SUPPLIED ENTRIES
....................
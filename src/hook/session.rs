//! Session-change listener
//!
//! Key-up events for keys held at the moment of a lock, unlock, user
//! switch, or remote-session transition are frequently never delivered at
//! all. Waiting for the watchdog would leave phantom state held for up to
//! a full grace window, so session notifications trigger an immediate
//! pool-wide reset instead.

use std::sync::Arc;

use crate::platform::SessionListener;

use super::pool::HookPool;
use super::HookError;

/// Subscribes a hidden listener to OS session-change notifications and
/// resets the pool on every one of them.
pub struct SessionWatcher;

impl SessionWatcher {
    /// Start listening. On platforms without session notifications this
    /// returns [`HookError::Unsupported`]; the daemon then relies on the
    /// watchdog alone.
    pub fn spawn(pool: Arc<HookPool>) -> Result<SessionWatcherHandle, HookError> {
        SessionListener::spawn(pool).map(|inner| SessionWatcherHandle { inner })
    }
}

/// Stops and joins the listener thread.
pub struct SessionWatcherHandle {
    inner: SessionListener,
}

impl SessionWatcherHandle {
    pub fn stop(self) {
        self.inner.stop();
    }
}

#[cfg(all(test, not(windows)))]
mod tests {
    use super::*;
    use crate::binding::BindingTable;
    use crate::dispatch::ShellRunner;
    use crate::platform::NullBackend;

    #[test]
    fn test_unsupported_platform_reports_cleanly() {
        let pool = Arc::new(HookPool::with_size(
            1,
            Arc::new(ShellRunner),
            Box::<NullBackend>::default(),
        ));
        pool.register(BindingTable::new()).unwrap();
        assert!(matches!(
            SessionWatcher::spawn(pool),
            Err(HookError::Unsupported)
        ));
    }
}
....................
WORK TO COMPLETE
Go through the material and copy out every line with "BindingTable" in it.

ANSWER FOR THIS EXERCISE
    use crate::binding::BindingTable;
        pool.register(BindingTable::new()).unwrap();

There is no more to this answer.